## What you should do
Pull out each line of the records holding the string "encode".

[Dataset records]
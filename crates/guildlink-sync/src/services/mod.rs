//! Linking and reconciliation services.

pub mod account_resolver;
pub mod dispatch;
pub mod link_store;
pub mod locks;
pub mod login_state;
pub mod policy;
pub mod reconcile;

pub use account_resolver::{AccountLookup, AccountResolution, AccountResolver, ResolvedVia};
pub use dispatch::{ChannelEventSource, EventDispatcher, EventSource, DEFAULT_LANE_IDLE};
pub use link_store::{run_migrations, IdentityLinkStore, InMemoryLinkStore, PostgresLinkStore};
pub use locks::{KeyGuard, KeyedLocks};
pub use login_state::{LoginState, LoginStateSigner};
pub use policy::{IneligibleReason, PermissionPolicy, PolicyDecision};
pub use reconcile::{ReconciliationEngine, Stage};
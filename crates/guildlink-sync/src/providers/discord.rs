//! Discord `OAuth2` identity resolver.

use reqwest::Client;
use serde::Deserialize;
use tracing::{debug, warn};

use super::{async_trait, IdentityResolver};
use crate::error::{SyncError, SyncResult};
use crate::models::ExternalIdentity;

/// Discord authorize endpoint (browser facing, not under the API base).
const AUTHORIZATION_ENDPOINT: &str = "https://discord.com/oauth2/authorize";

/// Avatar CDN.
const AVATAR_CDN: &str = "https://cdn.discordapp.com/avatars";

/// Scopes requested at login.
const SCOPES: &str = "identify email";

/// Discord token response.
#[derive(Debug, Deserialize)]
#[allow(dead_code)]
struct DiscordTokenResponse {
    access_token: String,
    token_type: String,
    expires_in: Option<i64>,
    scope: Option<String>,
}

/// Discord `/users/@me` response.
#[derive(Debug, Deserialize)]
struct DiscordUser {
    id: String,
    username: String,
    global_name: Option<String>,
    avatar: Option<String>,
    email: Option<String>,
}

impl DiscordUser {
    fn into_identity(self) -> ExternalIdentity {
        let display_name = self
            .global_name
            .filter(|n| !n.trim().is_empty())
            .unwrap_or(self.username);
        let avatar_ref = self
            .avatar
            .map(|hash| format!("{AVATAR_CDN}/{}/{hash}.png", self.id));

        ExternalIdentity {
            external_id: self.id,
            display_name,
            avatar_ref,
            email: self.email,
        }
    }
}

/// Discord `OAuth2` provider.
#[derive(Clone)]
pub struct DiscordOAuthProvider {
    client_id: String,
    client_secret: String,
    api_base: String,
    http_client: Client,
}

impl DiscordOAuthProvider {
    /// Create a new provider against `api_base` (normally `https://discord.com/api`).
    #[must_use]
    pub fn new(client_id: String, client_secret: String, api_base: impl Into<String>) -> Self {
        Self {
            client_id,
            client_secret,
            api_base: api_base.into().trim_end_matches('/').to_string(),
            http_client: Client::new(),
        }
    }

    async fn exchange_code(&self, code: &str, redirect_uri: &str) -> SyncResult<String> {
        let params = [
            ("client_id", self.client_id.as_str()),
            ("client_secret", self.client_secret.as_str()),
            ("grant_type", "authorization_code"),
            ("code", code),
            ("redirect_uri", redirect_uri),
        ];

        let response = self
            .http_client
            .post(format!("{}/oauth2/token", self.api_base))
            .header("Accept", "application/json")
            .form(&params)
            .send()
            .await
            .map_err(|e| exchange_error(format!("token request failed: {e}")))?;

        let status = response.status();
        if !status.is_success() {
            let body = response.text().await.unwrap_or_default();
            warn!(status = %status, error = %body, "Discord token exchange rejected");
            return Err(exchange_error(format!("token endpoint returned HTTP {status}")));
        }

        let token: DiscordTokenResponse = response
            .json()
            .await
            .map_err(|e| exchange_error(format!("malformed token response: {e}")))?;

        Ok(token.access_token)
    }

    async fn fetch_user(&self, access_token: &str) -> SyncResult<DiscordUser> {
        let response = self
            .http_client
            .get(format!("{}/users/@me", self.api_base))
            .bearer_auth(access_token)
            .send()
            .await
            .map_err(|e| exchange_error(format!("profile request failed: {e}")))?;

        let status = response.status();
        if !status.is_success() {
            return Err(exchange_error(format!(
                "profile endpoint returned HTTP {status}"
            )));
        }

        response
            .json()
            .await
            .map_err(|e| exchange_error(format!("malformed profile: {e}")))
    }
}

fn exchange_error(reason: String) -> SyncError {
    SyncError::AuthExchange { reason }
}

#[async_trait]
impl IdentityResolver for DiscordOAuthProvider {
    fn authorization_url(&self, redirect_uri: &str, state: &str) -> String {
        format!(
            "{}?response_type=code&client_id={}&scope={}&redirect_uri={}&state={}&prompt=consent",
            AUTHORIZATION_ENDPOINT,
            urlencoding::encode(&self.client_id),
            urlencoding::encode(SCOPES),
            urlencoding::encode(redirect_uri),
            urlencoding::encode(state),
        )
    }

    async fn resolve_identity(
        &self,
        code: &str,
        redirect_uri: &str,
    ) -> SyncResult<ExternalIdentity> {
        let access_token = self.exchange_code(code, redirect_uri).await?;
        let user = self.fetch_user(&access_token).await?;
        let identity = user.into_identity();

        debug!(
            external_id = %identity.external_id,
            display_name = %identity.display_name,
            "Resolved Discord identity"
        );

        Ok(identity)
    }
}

* * *

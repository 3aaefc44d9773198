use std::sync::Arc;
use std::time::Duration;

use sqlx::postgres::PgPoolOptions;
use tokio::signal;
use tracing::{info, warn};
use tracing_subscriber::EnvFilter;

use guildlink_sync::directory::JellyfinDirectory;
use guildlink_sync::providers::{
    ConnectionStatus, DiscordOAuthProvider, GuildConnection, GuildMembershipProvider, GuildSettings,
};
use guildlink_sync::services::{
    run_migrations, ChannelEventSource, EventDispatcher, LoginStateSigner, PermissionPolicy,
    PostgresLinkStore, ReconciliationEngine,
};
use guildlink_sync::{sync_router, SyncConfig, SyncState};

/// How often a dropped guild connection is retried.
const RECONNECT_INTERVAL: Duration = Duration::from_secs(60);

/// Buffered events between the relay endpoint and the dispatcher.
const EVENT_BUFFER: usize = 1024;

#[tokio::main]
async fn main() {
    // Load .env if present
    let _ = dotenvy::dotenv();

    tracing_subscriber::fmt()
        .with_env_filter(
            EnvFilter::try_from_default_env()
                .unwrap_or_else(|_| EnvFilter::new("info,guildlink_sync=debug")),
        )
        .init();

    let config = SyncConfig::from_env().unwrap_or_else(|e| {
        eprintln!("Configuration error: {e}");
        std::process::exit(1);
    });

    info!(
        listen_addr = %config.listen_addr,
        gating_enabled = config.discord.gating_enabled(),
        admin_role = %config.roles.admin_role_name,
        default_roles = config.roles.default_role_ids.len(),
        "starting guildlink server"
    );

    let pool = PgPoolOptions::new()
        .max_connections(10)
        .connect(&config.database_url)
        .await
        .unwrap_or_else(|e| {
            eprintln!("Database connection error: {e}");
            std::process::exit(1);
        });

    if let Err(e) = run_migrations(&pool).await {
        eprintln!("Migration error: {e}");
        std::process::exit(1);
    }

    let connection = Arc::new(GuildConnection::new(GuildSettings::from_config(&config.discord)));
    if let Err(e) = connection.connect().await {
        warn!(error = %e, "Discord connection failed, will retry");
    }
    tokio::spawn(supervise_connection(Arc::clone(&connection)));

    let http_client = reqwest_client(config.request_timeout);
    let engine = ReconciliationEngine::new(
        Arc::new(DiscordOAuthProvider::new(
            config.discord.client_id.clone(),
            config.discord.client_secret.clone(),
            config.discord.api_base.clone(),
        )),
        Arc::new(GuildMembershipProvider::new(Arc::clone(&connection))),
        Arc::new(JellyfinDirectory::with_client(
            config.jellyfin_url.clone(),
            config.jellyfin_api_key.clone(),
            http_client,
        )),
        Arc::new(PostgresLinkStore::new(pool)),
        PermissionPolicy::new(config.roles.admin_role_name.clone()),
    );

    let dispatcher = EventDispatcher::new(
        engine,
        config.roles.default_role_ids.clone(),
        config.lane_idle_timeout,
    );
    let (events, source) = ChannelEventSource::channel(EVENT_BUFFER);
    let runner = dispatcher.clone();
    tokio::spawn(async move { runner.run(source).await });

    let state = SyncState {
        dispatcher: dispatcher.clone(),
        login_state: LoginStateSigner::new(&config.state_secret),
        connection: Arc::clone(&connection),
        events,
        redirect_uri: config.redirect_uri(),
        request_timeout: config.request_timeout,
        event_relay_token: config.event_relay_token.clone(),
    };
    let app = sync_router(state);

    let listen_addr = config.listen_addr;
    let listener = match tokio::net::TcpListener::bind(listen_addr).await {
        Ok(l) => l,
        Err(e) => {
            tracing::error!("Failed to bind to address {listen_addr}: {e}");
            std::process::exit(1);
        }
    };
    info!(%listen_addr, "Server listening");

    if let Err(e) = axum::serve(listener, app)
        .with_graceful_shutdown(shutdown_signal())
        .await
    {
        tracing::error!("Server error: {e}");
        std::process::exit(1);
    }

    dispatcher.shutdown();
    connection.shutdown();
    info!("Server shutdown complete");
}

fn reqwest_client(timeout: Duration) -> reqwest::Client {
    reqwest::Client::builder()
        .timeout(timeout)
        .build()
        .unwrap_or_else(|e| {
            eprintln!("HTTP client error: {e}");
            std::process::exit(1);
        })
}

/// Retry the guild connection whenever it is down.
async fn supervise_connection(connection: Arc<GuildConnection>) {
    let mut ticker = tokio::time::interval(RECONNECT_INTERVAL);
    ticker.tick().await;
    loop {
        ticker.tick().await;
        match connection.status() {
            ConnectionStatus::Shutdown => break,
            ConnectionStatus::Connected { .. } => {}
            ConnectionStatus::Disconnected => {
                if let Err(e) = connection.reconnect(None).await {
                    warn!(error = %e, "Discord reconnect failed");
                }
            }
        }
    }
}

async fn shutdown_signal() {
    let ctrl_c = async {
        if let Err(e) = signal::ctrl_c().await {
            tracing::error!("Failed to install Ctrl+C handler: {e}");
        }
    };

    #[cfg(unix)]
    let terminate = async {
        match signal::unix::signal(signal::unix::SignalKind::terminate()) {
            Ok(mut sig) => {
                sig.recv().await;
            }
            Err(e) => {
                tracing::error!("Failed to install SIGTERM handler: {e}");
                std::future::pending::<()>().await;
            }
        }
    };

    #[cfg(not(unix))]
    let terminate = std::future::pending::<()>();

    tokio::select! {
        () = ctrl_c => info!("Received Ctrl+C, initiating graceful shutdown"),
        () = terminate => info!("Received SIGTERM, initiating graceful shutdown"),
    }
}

## Response area
            urlencoding::encode(&self.client_id),
            urlencoding::encode(SCOPES),
            urlencoding::encode(redirect_uri),
            urlencoding::encode(state),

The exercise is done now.